1. Introduction
The integration of artificial intelligence (AI) into histopathology has revolutionized cancer diagnostics, enabling the extraction of intricate morphological and spatial features from hematoxylin and eosin (H&E)-stained whole slide images (WSIs) [
1]. AI-driven approaches have demonstrated remarkable potential in predicting molecular phenotypes and genomic alterations from histopathological images. Various AI models have been successfully applied to classify cancer subtypes, predict microsatellite instability (MSI) status, and infer tumor mutational burden (TMB) from WSIs [
2,
3]. These advancements underscore the transformative role of AI in bridging the gap between histopathology and molecular diagnostics.
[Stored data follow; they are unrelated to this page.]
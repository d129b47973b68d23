//! Location services CLI
//!
//! Command-line front end for geocoding, place search and routing.

#![allow(clippy::print_stdout)]

mod output;
mod settings;

use std::path::PathBuf;
use std::sync::Arc;

use anyhow::{Context, anyhow};
use clap::{Parser, Subcommand};
use domain::Coordinate;
use location_services::{
    CredentialHolder, GeocodeOptions, Geocoder, GeocodingClient, HttpTransport,
    LocationServicesConfig, PlaceFinder, PlaceSearchClient, Router, RoutingClient, Transport,
};
use tracing_subscriber::{layer::SubscriberExt, util::SubscriberInitExt};

/// Location services CLI
#[derive(Debug, Parser)]
#[command(name = "location-cli")]
#[command(author, version, about = "Geocoding, place search and routing from the command line", long_about = None)]
struct Cli {
    /// Verbosity level
    #[arg(short, long, action = clap::ArgAction::Count)]
    verbose: u8,

    /// Configuration file (defaults to ./location.toml if present)
    #[arg(short, long, global = true)]
    config: Option<PathBuf>,

    /// Application client id (required for routing)
    #[arg(long, env = "CLIENTID", global = true)]
    client_id: Option<String>,

    /// Application client secret (required for routing)
    #[arg(long, env = "CLIENTSECRET", hide_env_values = true, global = true)]
    client_secret: Option<String>,

    #[command(subcommand)]
    command: Commands,
}

#[derive(Debug, Subcommand)]
enum Commands {
    /// Convert an address or place name to candidate locations
    Geocode {
        /// Text to search for
        query: Option<String>,

        /// Category filter
        #[arg(long, default_value = "POI")]
        category: String,
    },

    /// Find places of given categories near a location
    ///
    /// Example: location-cli places --category Museum --near=-77.02,38.90
    Places {
        /// Place category (repeatable; defaults to landmarks, monuments and museums)
        #[arg(long = "category")]
        categories: Vec<String>,

        /// Search location as "x,y" (longitude,latitude)
        #[arg(long, allow_hyphen_values = true)]
        near: Option<Coordinate>,

        /// Maximum number of places
        #[arg(long)]
        limit: Option<u32>,
    },

    /// Get driving directions between stops
    ///
    /// Example: location-cli directions --stop=-77.02,38.90 --stop=-77.04,38.90
    Directions {
        /// Stop as "x,y" (repeatable; fewer than two uses the default stops)
        #[arg(long = "stop", allow_hyphen_values = true)]
        stops: Vec<Coordinate>,
    },

    /// Geocode the query if given, then route between the default stops
    Demo {
        /// Text to search for
        query: Option<String>,
    },
}

/// Determine log filter level from verbosity count
const fn log_filter_from_verbosity(verbose: u8) -> &'static str {
    match verbose {
        0 => "warn",
        1 => "info",
        2 => "debug",
        _ => "trace",
    }
}

/// Shared transport and configuration for one CLI run
struct Services {
    config: LocationServicesConfig,
    transport: Arc<dyn Transport>,
}

impl Services {
    fn new(config: LocationServicesConfig) -> anyhow::Result<Self> {
        let transport: Arc<dyn Transport> = Arc::new(HttpTransport::new(&config)?);
        Ok(Self { config, transport })
    }

    fn geocoder(&self) -> GeocodingClient {
        GeocodingClient::new(Arc::clone(&self.transport), &self.config)
    }

    fn places(&self) -> PlaceSearchClient {
        PlaceSearchClient::new(Arc::clone(&self.transport), &self.config)
    }

    fn router(&self, client_id: Option<String>, client_secret: Option<String>) -> anyhow::Result<RoutingClient> {
        let client_id = client_id.context("routing requires --client-id or CLIENTID")?;
        let client_secret =
            client_secret.context("routing requires --client-secret or CLIENTSECRET")?;

        let credentials = CredentialHolder::new(
            Arc::clone(&self.transport),
            client_id,
            client_secret,
            &self.config,
        )?;

        Ok(RoutingClient::new(
            Arc::clone(&self.transport),
            Arc::new(credentials),
            &self.config,
        ))
    }
}

async fn run_geocode(services: &Services, query: &str, options: &GeocodeOptions) -> anyhow::Result<()> {
    if query.trim().is_empty() {
        println!("Nothing to search for - done!");
        return Ok(());
    }

    let candidates = services
        .geocoder()
        .geocode(query, options)
        .await
        .map_err(|e| anyhow!("Geocoding error {e}"))?;

    println!("{}", output::geocode_report(query, &candidates)?);
    Ok(())
}

async fn run_directions(router: &RoutingClient, stops: &[Coordinate]) -> anyhow::Result<()> {
    let directions = router
        .get_directions(stops)
        .await
        .map_err(|e| anyhow!("Routing error {e}"))?;

    print!("{}", output::directions_report(&directions)?);
    Ok(())
}

#[tokio::main]
async fn main() -> anyhow::Result<()> {
    dotenv::dotenv().ok();

    let cli = Cli::parse();

    let filter = log_filter_from_verbosity(cli.verbose);

    tracing_subscriber::registry()
        .with(tracing_subscriber::EnvFilter::new(filter))
        .with(tracing_subscriber::fmt::layer())
        .init();

    let config = settings::load(cli.config.as_deref()).context("invalid configuration")?;
    tracing::debug!(?config, "Configuration loaded");
    let services = Services::new(config)?;

    match cli.command {
        Commands::Geocode { query, category } => {
            let options = GeocodeOptions {
                category: Some(category),
                ..GeocodeOptions::poi()
            };
            run_geocode(&services, query.as_deref().unwrap_or_default(), &options).await?;
        },

        Commands::Places {
            categories,
            near,
            limit,
        } => {
            let places = services
                .places()
                .find_places(&categories, near, limit)
                .await
                .map_err(|e| anyhow!("Find places error {e}"))?;

            print!("{}", output::places_report(&categories, near, &places));
        },

        Commands::Directions { stops } => {
            let router = services.router(cli.client_id, cli.client_secret)?;
            run_directions(&router, &stops).await?;
        },

        Commands::Demo { query } => {
            if let Some(query) = query.filter(|q| !q.trim().is_empty()) {
                run_geocode(&services, &query, &GeocodeOptions::poi()).await?;
            }

            let router = services.router(cli.client_id, cli.client_secret)?;
            run_directions(&router, &[]).await?;
        },
    }

    Ok(())
}

#[cfg(test)]
mod tests {
    use clap::CommandFactory;

    use super::*;

    fn parse(args: &[&str]) -> Result<Cli, clap::Error> {
        Cli::try_parse_from(std::iter::once("location-cli").chain(args.iter().copied()))
    }

    #[test]
    fn cli_definition_is_valid() {
        Cli::command().debug_assert();
    }

    #[test]
    fn log_filter_verbosity() {
        assert_eq!(log_filter_from_verbosity(0), "warn");
        assert_eq!(log_filter_from_verbosity(1), "info");
        assert_eq!(log_filter_from_verbosity(2), "debug");
        assert_eq!(log_filter_from_verbosity(3), "trace");
        assert_eq!(log_filter_from_verbosity(10), "trace");
    }

    #[test]
    fn parses_geocode() {
        let cli = parse(&["geocode", "1600 Pennsylvania Ave"]).unwrap();
        match cli.command {
            Commands::Geocode { query, category } => {
                assert_eq!(query.as_deref(), Some("1600 Pennsylvania Ave"));
                assert_eq!(category, "POI");
            },
            other => panic!("unexpected command: {other:?}"),
        }
    }

    #[test]
    fn parses_geocode_without_query() {
        let cli = parse(&["geocode"]).unwrap();
        assert!(matches!(cli.command, Commands::Geocode { query: None, .. }));
    }

    #[test]
    fn parses_places_with_negative_coordinate() {
        let cli = parse(&[
            "places",
            "--category",
            "Museum",
            "--category",
            "Landmark",
            "--near",
            "-77.02,38.90",
            "--limit",
            "3",
        ])
        .unwrap();

        match cli.command {
            Commands::Places {
                categories,
                near,
                limit,
            } => {
                assert_eq!(categories, vec!["Museum", "Landmark"]);
                assert_eq!(near, Some(Coordinate::new_unchecked(-77.02, 38.90)));
                assert_eq!(limit, Some(3));
            },
            other => panic!("unexpected command: {other:?}"),
        }
    }

    #[test]
    fn parses_places_defaults() {
        let cli = parse(&["places"]).unwrap();
        assert!(matches!(
            cli.command,
            Commands::Places { ref categories, near: None, limit: None } if categories.is_empty()
        ));
    }

    #[test]
    fn parses_directions_stops() {
        let cli = parse(&["directions", "--stop=-77.02,38.90", "--stop", "-77.04,38.90"]).unwrap();
        match cli.command {
            Commands::Directions { stops } => {
                assert_eq!(stops.len(), 2);
                assert!((stops[1].x() - -77.04).abs() < f64::EPSILON);
            },
            other => panic!("unexpected command: {other:?}"),
        }
    }

    #[test]
    fn rejects_invalid_coordinate() {
        assert!(parse(&["directions", "--stop", "500,38.9"]).is_err());
        assert!(parse(&["places", "--near", "not-a-point"]).is_err());
    }

    #[test]
    fn credentials_from_flags() {
        let cli = parse(&["--client-id", "abc", "--client-secret", "xyz", "demo"]).unwrap();
        assert_eq!(cli.client_id.as_deref(), Some("abc"));
        assert_eq!(cli.client_secret.as_deref(), Some("xyz"));
        assert!(matches!(cli.command, Commands::Demo { query: None }));
    }

    #[test]
    fn routing_requires_credentials() {
        let services = Services::new(LocationServicesConfig::for_testing()).unwrap();
        let err = services.router(None, Some("secret".to_string())).unwrap_err();
        assert!(err.to_string().contains("client-id"));

        let err = services.router(Some("id".to_string()), None).unwrap_err();
        assert!(err.to_string().contains("client-secret"));

        assert!(services.router(Some("id".to_string()), Some("secret".to_string())).is_ok());
    }
}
Recent studies have highlighted the ability of AI to detect subtle visual markers in H&E-stained WSIs, which correlate with underlying genomic alterations and molecular phenotypes [
4,
5]. This capability is particularly relevant for homologous recombination deficiency (HRD) prediction, as HRD arises from complex genomic and molecular mechanisms that manifest in cellular morphology. By training AI models on H&E stained WSIs, researchers have achieved high-precision predictions of molecular status, offering a non-invasive and cost-effective alternative to traditional methods [
6]. Moreover, AI-driven digital pathology enables the integration of multi-omics data, enhancing the accuracy of predictive models and supporting personalized therapeutic strategies [
7].
HRD has emerged as a critical biomarker in oncology, guiding therapeutic decisions for Poly (ADP-ribose) polymerase (PARP) inhibitors and platinum-based treatments. HRD reflects genome-wide scarring and impaired DNA repair mechanisms, often resulting in chromosomal instability. Traditional methods for HRD detection, such as next-generation sequencing (NGS), are highly effective but limited by their cost, and lengthy turnaround times. These limitations have spurred the exploration of alternative approaches, particularly those leveraging advancements in digital pathology and AI.
It is known that HRD is caused by BRCA1/2 mutations and yet not all patients with mutations in BRCA1/2 respond to PARP inhibitors. The differences in response to PARP inhibitor treatment could also result from the development of resistance. In addition, PARP inhibitor resistance could result from restoration of homologous recombination (HR) repair due to secondary mutations in BRCA1/2, and depletion of HR compensatory repair pathways such as the non-homologous end joining pathway.
Increasingly NGS large somatic panels on tumor DNA are being used to personalize the treatments, however these tests have their limitations. Example, the Myriad Genetics test uses sequencing to find BRCA mutations and produces a ‘genomic instability’ score that is related to DNA damage. However, the threshold at which a score is said to identify HRD is controversial. In addition, the current tests also have false positives with no mutations detections (NMDs), leading to non-reliable predictors with benefit from PARP inhibitors. It also detects pathogenic variants in BRCA1 and BRCA2 within the same assay.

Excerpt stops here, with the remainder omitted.